**EXERCISE OBJECTIVE**
In the data that follows, find each line containing "collections" and copy it.

(Dataset entries)
- Opening Delimiter -

//! Observable entities.
//!
//! An [`Entity`] is a cheap, clonable handle to a node of the graph. Every
//! mutation is reported to the entity's observers as an [`EntityEvent`]:
//!
//! - `set` fires [`EntityEvent::Property`] when the value actually changed
//! - `push`, `set_at` and `remove_at` fire [`EntityEvent::Collection`]
//! - `destroy` fires [`EntityEvent::Destroyed`] once
//!
//! Events are delivered after the entity's internal lock is released, in
//! mutation order.

use crate::error::{ModelError, ModelResult};
use crate::field::Field;
use crate::observers::{Observers, Subscription};
use crate::registry::{Registry, RegistryInner};
use graphsync_protocol::{Changes, EntityData, Gid, Value, GID_KEY};
use parking_lot::RwLock;
use std::collections::{BTreeMap, HashMap, HashSet};
use std::fmt;
use std::sync::atomic::{AtomicBool, Ordering};
use std::sync::{Arc, Weak};

/// A property was assigned.
#[derive(Debug, Clone)]
pub struct PropertyChange {
    /// Property name.
    pub path: String,
    /// Value after the change.
    pub new_value: Field,
    /// Value before the change.
    pub old_value: Field,
}

/// An item of a collection was added, replaced or removed.
#[derive(Debug, Clone)]
pub struct CollectionChange {
    /// Collection property name.
    pub property: String,
    /// Affected index.
    pub index: usize,
    /// `"<property>.<index>"`.
    pub path: String,
    /// Item after the change (null on removal).
    pub new_value: Field,
    /// Item before the change (null on insertion).
    pub old_value: Field,
}

/// Events emitted by an entity.
#[derive(Debug, Clone)]
pub enum EntityEvent {
    /// A property was assigned a different value.
    Property(PropertyChange),
    /// A collection item changed.
    Collection(CollectionChange),
    /// The entity was destroyed.
    Destroyed,
}

/// Options for [`Entity::export`].
#[derive(Debug, Clone, Copy, PartialEq, Eq, Default)]
pub struct ExportOptions {
    /// Export referenced entities as gid-only references.
    pub shallow: bool,
    /// Skip fields holding default values (null or empty collections).
    pub non_default: bool,
}

impl ExportOptions {
    /// Full recursive export.
    pub fn deep() -> Self {
        Self::default()
    }

    /// Export with nested entities as references.
    pub fn shallow() -> Self {
        Self {
            shallow: true,
            non_default: false,
        }
    }

    /// Sets whether default-valued fields are skipped.
    #[must_use]
    pub fn with_non_default(mut self, non_default: bool) -> Self {
        self.non_default = non_default;
        self
    }
}

pub(crate) struct EntityInner {
    gid: Gid,
    root: bool,
    fields: RwLock<BTreeMap<String, Field>>,
    observers: Observers<EntityEvent>,
    registry: Weak<RegistryInner>,
    destroyed: AtomicBool,
}

/// Handle to an observable entity.
///
/// Clones share the same entity. Equality is by gid.
#[derive(Clone)]
pub struct Entity {
    inner: Arc<EntityInner>,
}

impl Entity {
    pub(crate) fn new(
        gid: Gid,
        root: bool,
        fields: BTreeMap<String, Field>,
        registry: Weak<RegistryInner>,
    ) -> Self {
        Self {
            inner: Arc::new(EntityInner {
                gid,
                root,
                fields: RwLock::new(fields),
                observers: Observers::new(),
                registry,
                destroyed: AtomicBool::new(false),
            }),
        }
    }

    /// Returns the entity's gid.
    pub fn gid(&self) -> &Gid {
        &self.inner.gid
    }

    /// Returns true for root entities, which live as long as the session.
    pub fn is_root(&self) -> bool {
        self.inner.root
    }

    /// Returns true once [`destroy`](Self::destroy) has been called.
    pub fn is_destroyed(&self) -> bool {
        self.inner.destroyed.load(Ordering::SeqCst)
    }

    /// Returns the registry this entity belongs to, if it still exists.
    pub fn registry(&self) -> Option<Registry> {
        self.inner.registry.upgrade().map(Registry::from_inner)
    }

    /// Returns true if both handles point to the same entity instance.
    pub fn ptr_eq(&self, other: &Entity) -> bool {
        Arc::ptr_eq(&self.inner, &other.inner)
    }

    /// Reads a field. Absent fields read as null.
    pub fn get(&self, name: &str) -> Field {
        self.inner
            .fields
            .read()
            .get(name)
            .cloned()
            .unwrap_or_default()
    }

    /// Returns true if the field holds a value.
    pub fn has(&self, name: &str) -> bool {
        self.inner.fields.read().contains_key(name)
    }

    /// Returns the names of all fields holding a value.
    pub fn field_names(&self) -> Vec<String> {
        self.inner.fields.read().keys().cloned().collect()
    }

    /// Returns the length of a collection field.
    pub fn collection_len(&self, name: &str) -> Option<usize> {
        self.inner
            .fields
            .read()
            .get(name)
            .and_then(Field::as_list)
            .map(<[Field]>::len)
    }

    /// Assigns a field. Assigning null clears it.
    ///
    /// Fires [`EntityEvent::Property`] if the value changed.
    pub fn set(&self, name: impl Into<String>, value: impl Into<Field>) {
        let name = name.into();
        let value = value.into();
        if name == GID_KEY {
            return;
        }

        let old_value = {
            let mut fields = self.inner.fields.write();
            let old = fields.get(&name).cloned().unwrap_or_default();
            if old == value {
                return;
            }
            if value.is_null() {
                fields.remove(&name);
            } else {
                fields.insert(name.clone(), value.clone());
            }
            old
        };

        self.inner
            .observers
            .notify(&EntityEvent::Property(PropertyChange {
                path: name,
                new_value: value,
                old_value,
            }));
    }

    /// Appends an item to a collection, creating the collection if the field
    /// is empty. Returns the index of the new item.
    pub fn push(&self, name: &str, item: impl Into<Field>) -> ModelResult<usize> {
        let item = item.into();
        let index = {
            let mut fields = self.inner.fields.write();
            let field = fields
                .entry(name.to_string())
                .or_insert_with(|| Field::List(Vec::new()));
            let items = self.list_mut(name, field)?;
            items.push(item.clone());
            items.len() - 1
        };

        self.notify_collection(name, index, item, Field::NULL);
        Ok(index)
    }

    /// Replaces a collection item.
    pub fn set_at(&self, name: &str, index: usize, item: impl Into<Field>) -> ModelResult<()> {
        let item = item.into();
        let old_value = {
            let mut fields = self.inner.fields.write();
            let field = self.existing_mut(name, &mut fields)?;
            let items = self.list_mut(name, field)?;
            let len = items.len();
            let slot = items
                .get_mut(index)
                .ok_or_else(|| ModelError::IndexOutOfBounds {
                    property: name.to_string(),
                    index,
                    len,
                })?;
            if *slot == item {
                return Ok(());
            }
            std::mem::replace(slot, item.clone())
        };

        self.notify_collection(name, index, item, old_value);
        Ok(())
    }

    /// Removes a collection item and returns it.
    pub fn remove_at(&self, name: &str, index: usize) -> ModelResult<Field> {
        let removed = {
            let mut fields = self.inner.fields.write();
            let field = self.existing_mut(name, &mut fields)?;
            let items = self.list_mut(name, field)?;
            if index >= items.len() {
                return Err(ModelError::IndexOutOfBounds {
                    property: name.to_string(),
                    index,
                    len: items.len(),
                });
            }
            items.remove(index)
        };

        self.notify_collection(name, index, Field::NULL, removed.clone());
        Ok(removed)
    }

    fn existing_mut<'a>(
        &self,
        name: &str,
        fields: &'a mut BTreeMap<String, Field>,
    ) -> ModelResult<&'a mut Field> {
        fields.get_mut(name).ok_or_else(|| ModelError::IndexOutOfBounds {
            property: name.to_string(),
            index: 0,
            len: 0,
        })
    }

    fn list_mut<'a>(&self, name: &str, field: &'a mut Field) -> ModelResult<&'a mut Vec<Field>> {
        match field {
            Field::List(items) => Ok(items),
            _ => Err(ModelError::NotACollection {
                gid: self.inner.gid.clone(),
                property: name.to_string(),
            }),
        }
    }

    fn notify_collection(&self, property: &str, index: usize, new_value: Field, old_value: Field) {
        self.inner
            .observers
            .notify(&EntityEvent::Collection(CollectionChange {
                property: property.to_string(),
                index,
                path: format!("{property}.{index}"),
                new_value,
                old_value,
            }));
    }

    /// Exports the entity's fields.
    pub fn export(&self, options: ExportOptions) -> Changes {
        let mut visited = HashSet::new();
        visited.insert(self.inner.gid.clone());
        self.export_fields(options, &mut visited)
    }

    /// Exports the entity, gid included.
    pub fn export_data(&self, options: ExportOptions) -> EntityData {
        EntityData {
            gid: self.inner.gid.clone(),
            fields: self.export(options),
        }
    }

    fn export_fields(&self, options: ExportOptions, visited: &mut HashSet<Gid>) -> Changes {
        let fields = self.inner.fields.read().clone();
        fields
            .iter()
            .filter(|(_, field)| !options.non_default || !field.is_default())
            .map(|(name, field)| (name.clone(), export_field(field, options, visited)))
            .collect()
    }

    /// Applies exported data to this entity.
    ///
    /// References to unknown gids create empty entities, full exports of
    /// unknown gids create populated ones; both are registered before any
    /// field of this entity is assigned. Full exports of known entities
    /// update them with the same `merge` mode.
    ///
    /// With `merge`, fields absent from `data` are left untouched; without
    /// it they are cleared.
    pub fn set_data(&self, data: &Changes, merge: bool) {
        let mut import = Import::new(self.registry());
        let resolved = import.resolve_fields(data, merge);
        import.register_created();
        import.assign(self, resolved, merge);
    }

    /// Subscribes to this entity's events.
    pub fn subscribe<F>(&self, callback: F) -> Subscription
    where
        F: Fn(&EntityEvent) + Send + Sync + 'static,
    {
        self.inner.observers.subscribe(callback)
    }

    /// Destroys the entity: notifies observers, removes it from its registry
    /// and drops its fields. Idempotent.
    pub fn destroy(&self) {
        if self.inner.destroyed.swap(true, Ordering::SeqCst) {
            return;
        }

        self.inner.observers.notify(&EntityEvent::Destroyed);
        if let Some(registry) = self.registry() {
            registry.remove(self.inner.gid.as_str());
        }
        self.inner.fields.write().clear();
        self.inner.observers.clear();
    }
}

- Closing Delimiter -

**EXERCISE ANSWER**
use std::collections::{BTreeMap, HashMap, HashSet};
    /// Skip fields holding default values (null or empty collections).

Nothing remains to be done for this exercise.